The Land Beneath Us (Sunrise at Normandy #3) - Sarah Sundin Page 0,85

A sad-faced curly-haired girl sat on a bench with her tiny arms around two dark-haired babies. “Oh my.”

She’d never seen a picture of them. “May I? Is it too much to ask?”

“Very well. You may have it.”

Leah held the picture before blurry eyes. This might be the only glimpse she’d ever have of her sisters.

“Miss Stratford?” A young woman in a white apron leaned into the office, hair askew. “It’s that Yardley boy again. He’s throwing dishes in the dining room.”

“That barbarian. Belongs in a mental asylum.” Miss Stratford bolted from her desk. “Pardon me, Mrs. Paxton.”

What a horrible woman to have in charge of an orphanage. Leah stared after her, then at the empty doorway, then at the manila folder.

Her hand stretched out.

A voice screeched in her head. Thief! Thief! Rotten little thief!

The voice lied. These were her sisters. Taking what belonged to her wasn’t stealing.

She slid the folder close.

On the first page: “Three girls: Thalia Karahalios, Calliope Karahalios, Polyhymnia Karahalios.”

She almost laughed. She’d been right about their names!

At the bottom of the page . . . “Thalia Karahalios adopted by Mr. and Mrs. Norman Jones, November 20, 1929.”

On the next line . . . “Calliope and Polyhymnia Karahalios adopted by Mr. and Mrs. Hobart Scholz, November 26, 1929.” With an address!

Leah memorized it and glanced to the door. A ruckus toward the back of the building assured her Miss Stratford wouldn’t return for a while.

She pulled her pen from her purse and wrote her sisters’ information on the paper she was allowed to take. Then she reassembled the folder.

A notepad sat on the desk, and Leah wrote a note, thanking Miss Stratford for the papers, the photograph, and the pieces to her past.

Leah tucked her papers into her purse. She had so much more than pieces.

39

POINTE DU HOC

Clay ran down the exit road with two Rangers from another company, the only men he’d found at the assembly point. Either Gene and his friends had already proceeded, or they were—no, he wouldn’t think of that.

Booms of artillery fell behind him, closer and closer. Might be German artillery or it might be the US Navy, unaware that the Rangers were already so far inland. Didn’t matter where it came from. It only mattered that he needed to run.

His breath came in hard puffs, and Lyons’s Browning Automatic Rifle bumped against his back.

Ruins of a farmhouse appeared, and Clay dropped to a squat. Jagged stone walls with broken windows, a collapsed roof, and shrubbery that could conceal the enemy.

American voices called in the distance. Three Rangers ran past the farmhouse unmolested. They must have already cleared the buildings.

“Come on, men.” Clay ran in a zigzag path, his gaze sweeping the bushes and walls and windows.

On the far side of the house, he jumped into a trench, but it ended soon. Open field stretched ahead. Half a dozen Rangers ran across alone or in pairs, taking different paths, as they’d been trained.

Miller from the other company tilted his head to the left, and Clay nodded. He’d go to the right and he’d go first.

Up out of the trench, and his feet pounded over the grass.
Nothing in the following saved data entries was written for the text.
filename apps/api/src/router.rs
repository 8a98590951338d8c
use std::sync::Arc;

use axum::{routing::get, Router};

use activity_log_cell::router::activity_log_routes;
use appointment_cell::router::appointment_routes;
use auth_cell::router::auth_routes;
use dashboard_cell::router::dashboard_routes;
use service_catalog_cell::router::service_catalog_routes;
use shared_config::AppConfig;
use staff_cell::router::staff_routes;

pub fn create_router(state: Arc<AppConfig>) -> Router {
    Router::new()
        .route("/", get(|| async { "Queuewise API is running!" }))
        .nest("/auth", auth_routes(state.clone()))
        .nest("/staff", staff_routes(state.clone()))
        .nest("/services", service_catalog_routes(state.clone()))
        .nest("/appointments", appointment_routes(state.clone()))
        .nest("/activity-logs", activity_log_routes(state.clone()))
        .nest("/dashboard", dashboard_routes(state))
}
use std::sync::Arc;

use axum::{
    extract::{Extension, State},
    Json,
};
use axum_extra::TypedHeader;
use headers::{authorization::Bearer, Authorization};
use serde_json::{json, Value};

use shared_config::AppConfig;
use shared_models::auth::User;
use shared_models::error::AppError;

use crate::models::DashboardStats;
use crate::services::DashboardService;

#[axum::debug_handler]
pub async fn get_stats(
    State(config): State<Arc<AppConfig>>,
    TypedHeader(auth): TypedHeader<Authorization<Bearer>>,
    Extension(user): Extension<User>,
) -> Result<Json<Value>, AppError> {
    let service = DashboardService::new(&config);

    let today_stats = service.today_stats(&user.id, auth.token()).await?;
    let staff_load = service.staff_load(&user.id, auth.token()).await?;

    let stats = DashboardStats {
        today_stats,
        staff_load,
    };

    Ok(Json(json!(stats)))
}
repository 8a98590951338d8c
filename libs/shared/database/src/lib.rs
pub mod supabase;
Fewer craters this far south to slow him down—or to hide in.

A machine gun rattled to his right—but far away. Small arms fire cracked to the left, and closer.
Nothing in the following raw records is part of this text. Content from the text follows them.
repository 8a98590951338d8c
use std::env;
use tracing::warn;

#[derive(Debug, Clone)]
pub struct AppConfig {
    pub supabase_url: String,
    pub supabase_anon_key: String,
    pub supabase_jwt_secret: String,
}

impl AppConfig {
    pub fn from_env() -> Self {
        let config = Self {
            supabase_url: env::var("SUPABASE_URL")
                .unwrap_or_else(|_| {
                    warn!("SUPABASE_URL not set, using empty value");
                    String::new()
                }),
            supabase_anon_key: env::var("SUPABASE_ANON_PUBLIC_KEY")
                .unwrap_or_else(|_| {
                    warn!("SUPABASE_ANON_PUBLIC_KEY not set, using empty value");
                    String::new()
                }),
            supabase_jwt_secret: env::var("SUPABASE_JWT_SECRET")
                .unwrap_or_else(|_| {
                    warn!("SUPABASE_JWT_SECRET not set, using empty value");
                    String::new()
                }),
        };

        if !config.is_configured() {
            warn!("Application not fully configured - missing environment variables");
        }

        config
    }

    pub fn is_configured(&self) -> bool {
        !self.supabase_url.is_empty()
            && !self.supabase_anon_key.is_empty()
            && !self.supabase_jwt_secret.is_empty()
    }
}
Someone lay splayed on the ground. Clay didn’t dare stop to help, but one glance told him it was too late. It was Ernie McKillop. And he was dead.

“Oh, Lord.” Clay groaned and ran harder. He was supposed to die today, so McKillop and Gene and Holman and Ruby could live.

He slid into the trench on the far side. According to his mental map, it would lead to the second objective, the coastal highway between Grandcamp-les-Bains and Vierville-sur-Mer.

American voices soothed his ears as he drew closer. He climbed out of the trench about twenty feet from the highway and yelled out the call sign so he wouldn’t get shot by his buddies.

“Paxton.” Lieutenant Taylor gave him a nod. “What’s the word?”

Clay scanned the group—Holman, Ruby, Brady, the other two men from the BAR squad, about a dozen others. Where was Gene? He fought off a sick feeling. “Holman and Brady probably told you. No gun in our emplacement, only a telephone pole.”

“Same at the other five positions.” Taylor gestured with his Tommy gun across the road. “Patrols are searching for them. Len Lomell saw tracks down there.”

“Good. I saw tracks heading south from our emplacement.”